**What you are asked to do**
Look through the records and copy each line that has "iter" in it.

Stored data:
########
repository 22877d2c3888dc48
// ui/src/components/layout/header.rs
use leptos::prelude::AriaAttributes;
use leptos::prelude::ClassAttribute;
use leptos::prelude::CollectView;
use leptos::prelude::ElementChild;
use leptos::prelude::IntoAny;
use leptos::prelude::Memo;
use leptos::prelude::OnAttribute;
use leptos::prelude::Show;
use leptos::prelude::{Get, RwSignal, Set};
use leptos::{IntoView, component, view};
use leptos_use::use_window_scroll;

use crate::icons::{Icon, IconId};
use crate::motion::{Entrance, RevealVariant};

#[derive(Clone, Copy, PartialEq, Eq, Debug)]
pub struct NavLink {
    pub label: &'static str,
    pub path: &'static str,
}

#[derive(Clone, Copy, PartialEq, Eq, Debug)]
pub struct NavEntry {
    pub label: &'static str,
    pub path: Option<&'static str>,
    pub children: &'static [NavLink],
}

// The services sub-links point at paths no route serves; they fall through
// to the 404 view. Kept verbatim from the site copy until the service pages
// land.
pub static SERVICES: [NavLink; 4] = [
    NavLink { label: "Web Design", path: "/services/web-design" },
    NavLink { label: "Web Development", path: "/services/web-development" },
    NavLink { label: "Mobile Apps", path: "/services/mobile-apps" },
    NavLink { label: "UI/UX Design", path: "/services/ui-ux-design" },
];

pub static NAV: [NavEntry; 5] = [
    NavEntry { label: "Home", path: Some("/"), children: &[] },
    NavEntry { label: "About", path: Some("/about"), children: &[] },
    NavEntry { label: "Services", path: None, children: &SERVICES },
    NavEntry { label: "Projects", path: Some("/projects"), children: &[] },
    NavEntry { label: "Contact", path: Some("/contact"), children: &[] },
];

const SCROLL_THRESHOLD: f64 = 50.0;

#[component]
pub fn Header() -> impl IntoView {
    let (_, scroll_y) = use_window_scroll();
    let scrolled = Memo::new(move |_| scroll_y.get() > SCROLL_THRESHOLD);

    let menu_open = RwSignal::new(false);
    let services_open = RwSignal::new(false);

    let desktop_items = NAV
        .iter()
        .enumerate()
        .map(|(i, entry)| {
            let delay = (i as u32) * 100;
            if entry.children.is_empty() {
                let path = entry.path.unwrap_or("/");
                view! {
                    <Entrance variant=RevealVariant::FadeDown delay_ms=delay>
                        <a
                            href=path
                            class="relative py-2 text-lg font-medium text-white transition-colors duration-300 hover:text-primary"
                        >{entry.label}</a>
                    </Entrance>
                }
                .into_any()
            } else {
                view! {
                    <div
                        class="relative"
                        on:mouseenter=move |_| services_open.set(true)
                        on:mouseleave=move |_| services_open.set(false)
                    >
                        <Entrance variant=RevealVariant::FadeDown delay_ms=delay>
                            <span class="flex cursor-pointer items-center gap-2 py-2 text-lg font-medium text-white transition-colors duration-300 hover:text-primary">
                                {entry.label}
                                <span
                                    class="inline-block transition-transform duration-300"
                                    class=("rotate-180", move || services_open.get())
                                >
                                    <Icon id=IconId::ChevronDown/>
                                </span>
                            </span>
                        </Entrance>
                        <Show when=move || services_open.get()>
                            <div class="absolute left-1/2 top-full mt-4 min-w-[200px] -translate-x-1/2 rounded-lg bg-black/95 py-4 shadow-xl backdrop-blur">
                                {entry
                                    .children
                                    .iter()
                                    .map(|link| view! {
                                        <a
                                            href=link.path
                                            class="block px-6 py-3 font-medium text-white transition-all duration-300 hover:translate-x-1 hover:text-primary"
                                            on:click=move |_| services_open.set(false)
                                        >{link.label}</a>
                                    })
                                    .collect_view()}
                            </div>
                        </Show>
                    </div>
                }
                .into_any()
            }
        })
        .collect_view();

    // Rebuilt on every open; the overlay is unmounted while closed.
    let mobile_items = move || NAV
        .iter()
        .map(|entry| {
            if entry.children.is_empty() {
                let path = entry.path.unwrap_or("/");
                view! {
                    <a
                        href=path
                        class="text-xl font-medium text-white hover:text-primary"
                        on:click=move |_| menu_open.set(false)
                    >{entry.label}</a>
                }
                .into_any()
            } else {
                view! {
                    <div class="text-center">
                        <h3 class="mb-4 bg-gradient-to-r from-primary to-secondary bg-clip-text text-xl font-semibold text-transparent">
                            {entry.label}
                        </h3>
                        <div class="flex flex-col gap-3">
                            {entry
                                .children
                                .iter()
                                .map(|link| view! {
                                    <a
                                        href=link.path
                                        class="text-white/80 hover:text-white"
                                        on:click=move |_| menu_open.set(false)
                                    >{link.label}</a>
                                })
                                .collect_view()}
                        </div>
                    </div>
                }
                .into_any()
            }
        })
        .collect_view();

    view! {
        <header
            class="fixed inset-x-0 top-0 z-50 flex items-center justify-between px-8 backdrop-blur transition-all duration-300"
            class=("py-4", move || !scrolled.get())
            class=("bg-black/70", move || !scrolled.get())
            class=("py-2", move || scrolled.get())
            class=("bg-black/90", move || scrolled.get())
            class=("shadow-xl", move || scrolled.get())
        >
            <Entrance variant=RevealVariant::FadeDown duration_ms=500>
                <a href="/" class="text-3xl font-bold tracking-tight text-white">
                    <span class="bg-gradient-to-r from-primary to-secondary bg-clip-text text-transparent">
                        "Makers"
                    </span>
                </a>
            </Entrance>

            <nav class="hidden items-center gap-10 md:flex">
                {desktop_items}
            </nav>

            <button
                class="flex h-11 w-11 items-center justify-center rounded-full bg-white/10 text-2xl text-white transition-all duration-300 hover:bg-white/20 md:hidden"
                aria-label="Toggle menu"
                on:click=move |_| menu_open.set(!menu_open.get())
            >
                {move || {
                    let id = if menu_open.get() { IconId::Close } else { IconId::Menu };
                    view! { <Icon id/> }
                }}
            </button>

            <Show when=move || menu_open.get()>
                <nav class="fixed inset-0 z-40 flex flex-col items-center justify-center gap-10 bg-black/95 backdrop-blur md:hidden">
                    {mobile_items}
                </nav>
            </Show>
        </header>
    }
}

#[cfg(test)]
mod tests {
    use super::{NAV, SERVICES};
    use crate::routes::Page;

    #[test]
    fn top_level_entries_resolve_to_registered_pages() {
        for entry in NAV.iter().filter(|e| e.children.is_empty()) {
            let path = entry.path.expect("leaf nav entry must carry a path");
            assert!(Page::from_path(path).is_some(), "{path} is not routed");
        }
    }

    #[test]
    fn services_dropdown_has_four_unrouted_targets() {
        assert_eq!(SERVICES.len(), 4);
        for link in SERVICES {
            assert!(link.path.starts_with("/services/"));
            assert!(Page::from_path(link.path).is_none());
        }
    }

    #[test]
    fn nav_labels_are_unique() {
        for (i, a) in NAV.iter().enumerate() {
            for b in &NAV[i + 1..] {
                assert_ne!(a.label, b.label);
            }
        }
    }
}
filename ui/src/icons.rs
// ui/src/icons.rs
//
// Glyphs come from the Remix Icon webfont (stylesheet attached in `App`);
// each id maps to one font class rendered on an <i> element.
use leptos::prelude::ClassAttribute;
use leptos::{IntoView, component, view};

#[derive(Clone, Copy, PartialEq, Eq, Debug)]
pub enum IconId {
    Menu,
    Close,
    ChevronDown,
    Mail,
    Phone,
    MapPin,
    Facebook,
    Twitter,
    Instagram,
    Linkedin,
    Github,
    ArrowRight,
    Palette,
    Brush,
    Lightbulb,
    Rocket,
    Vector,
    Users,
}

impl IconId {
    pub fn glyph_class(self) -> &'static str {
        match self {
            IconId::Menu => "ri-menu-line",
            IconId::Close => "ri-close-line",
            IconId::ChevronDown => "ri-arrow-down-s-line",
            IconId::Mail => "ri-mail-line",
            IconId::Phone => "ri-phone-line",
            IconId::MapPin => "ri-map-pin-line",
            IconId::Facebook => "ri-facebook-line",
            IconId::Twitter => "ri-twitter-line",
            IconId::Instagram => "ri-instagram-line",
            IconId::Linkedin => "ri-linkedin-line",
            IconId::Github => "ri-github-line",
            IconId::ArrowRight => "ri-arrow-right-line",
            IconId::Palette => "ri-palette-line",
            IconId::Brush => "ri-brush-line",
            IconId::Lightbulb => "ri-lightbulb-line",
            IconId::Rocket => "ri-rocket-line",
            IconId::Vector => "ri-shape-line",
            IconId::Users => "ri-team-line",
        }
    }
}

#[component]
pub fn Icon(id: IconId, #[prop(optional, into)] class: String) -> impl IntoView {
    view! {
        <i class=format!("{} {}", id.glyph_class(), class)></i>
    }
}
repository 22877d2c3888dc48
// ui/src/pages/projects.rs
use leptos::prelude::ClassAttribute;
use leptos::prelude::CollectView;
use leptos::prelude::ElementChild;
use leptos::{IntoView, component, view};
use leptos_meta::Title;

use crate::motion::{Reveal, RevealVariant};

pub struct Project {
    pub title: &'static str,
    pub description: &'static str,
    pub image: &'static str,
    pub tech: &'static [&'static str],
}

pub static PROJECTS: [Project; 3] = [
    Project {
        title: "Tech Startup Branding",
        description: "Created a complete brand identity for a tech startup, including logo, icons, and brand guidelines. The project focused on creating a modern, innovative visual language that resonates with tech-savvy audiences.",
        image: "/assets/img/project-startup.jpg",
        tech: &["Logo Design", "Brand Identity", "Icon Set", "Visual Strategy"],
    },
    Project {
        title: "E-commerce Icon Set",
        description: "Designed a comprehensive icon set for an e-commerce platform, focusing on clarity and user experience. The icons were created with scalability and consistency in mind, ensuring perfect display across all devices.",
        image: "/assets/img/project-icons.jpg",
        tech: &["Icon Design", "Vector Graphics", "UI/UX", "Design Systems"],
    },
    Project {
        title: "Corporate Rebranding",
        description: "Led a complete rebranding project for a corporate client, including new logo and visual identity. The project involved extensive research and strategy development to create a fresh, modern brand presence.",
        image: "/assets/img/project-rebrand.jpg",
        tech: &["Brand Strategy", "Logo Design", "Visual Identity", "Brand Guidelines"],
    },
];

#[component]
pub fn Projects() -> impl IntoView {
    let cards = PROJECTS
        .iter()
        .enumerate()
        .map(|(i, project)| {
            let tags = project
                .tech
                .iter()
                .enumerate()
                .map(|(j, tag)| view! {
                    <Reveal
                        variant=RevealVariant::Scale
                        duration_ms=300
                        delay_ms={(j as u32) * 100}
                        class="inline-block"
                    >
                        <span class="rounded-full bg-gradient-to-r from-neutral-100 to-neutral-200 px-4 py-2 text-sm font-medium text-secondary shadow-sm transition-all duration-300 hover:-translate-y-0.5 hover:shadow-md">
                            {*tag}
                        </span>
                    </Reveal>
                })
                .collect_view();

            view! {
                <Reveal duration_ms=800 delay_ms={(i as u32) * 200} class="h-full">
                    <article class="relative h-full overflow-hidden rounded-2xl border border-white/20 bg-white/90 p-10 shadow-xl backdrop-blur transition-all duration-300 hover:-translate-y-2 hover:shadow-2xl">
                        <div class="mb-8 h-[250px] overflow-hidden rounded-xl">
                            <img
                                src=project.image
                                alt=project.title
                                class="h-full w-full object-cover transition-transform duration-500 hover:scale-105"
                            />
                        </div>
                        <div class="text-left">
                            <h3 class="mb-6 bg-gradient-to-r from-neutral-900 to-secondary bg-clip-text text-3xl font-bold text-transparent">
                                {project.title}
                            </h3>
                            <p class="mb-6 text-lg leading-relaxed text-neutral-500">
                                {project.description}
                            </p>
                            <div class="flex flex-wrap gap-3">
                                {tags}
                            </div>
                        </div>
                    </article>
                </Reveal>
            }
        })
        .collect_view();

    view! {
        <Title text="Makers — Our Work"/>

        <section class="relative flex min-h-screen items-center overflow-hidden bg-gradient-to-br from-neutral-50 to-neutral-100 px-8 py-32">
            <div class="pointer-events-none absolute inset-0 z-0">
                <div class="animate-float absolute left-[10%] top-[10%] h-[200px] w-[200px] rounded-full bg-gradient-to-r from-secondary/10 to-primary/10 blur-3xl"></div>
                <div class="animate-float-reverse absolute right-[10%] top-[60%] h-[200px] w-[200px] rounded-full bg-gradient-to-r from-primary/10 to-accent/10 blur-3xl"></div>
            </div>

            <div class="relative z-[1] mx-auto max-w-[1400px]">
                <Reveal duration_ms=800>
                    <h2 class="relative mb-16 text-center text-6xl font-extrabold text-neutral-900 after:absolute after:-bottom-4 after:left-1/2 after:h-1 after:w-24 after:-translate-x-1/2 after:rounded after:bg-gradient-to-r after:from-secondary after:to-primary after:content-['']">
                        "Our Work"
                    </h2>
                </Reveal>

                <div class="mt-16 grid grid-cols-1 gap-12 md:grid-cols-2 xl:grid-cols-3">
                    {cards}
                </div>
            </div>
        </section>
    }
}

#[cfg(test)]
mod tests {
    use super::PROJECTS;

    #[test]
    fn exactly_three_projects_with_tech_tags() {
        assert_eq!(PROJECTS.len(), 3);
        for project in &PROJECTS {
            assert!(!project.title.is_empty());
            assert!(!project.tech.is_empty(), "{} has no tags", project.title);
        }
    }

    #[test]
    fn project_images_are_served_from_assets() {
        for project in &PROJECTS {
            assert!(project.image.starts_with("/assets/"));
        }
    }
}
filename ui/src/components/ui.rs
pub mod button;
pub mod card;
pub mod section;
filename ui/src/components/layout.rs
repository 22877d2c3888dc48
pub mod footer;
pub mod header;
########
**Result**
        .iter()
                                    .iter()
        .iter()
                                .iter()
        for entry in NAV.iter().filter(|e| e.children.is_empty()) {
        for (i, a) in NAV.iter().enumerate() {
        .iter()
                .iter()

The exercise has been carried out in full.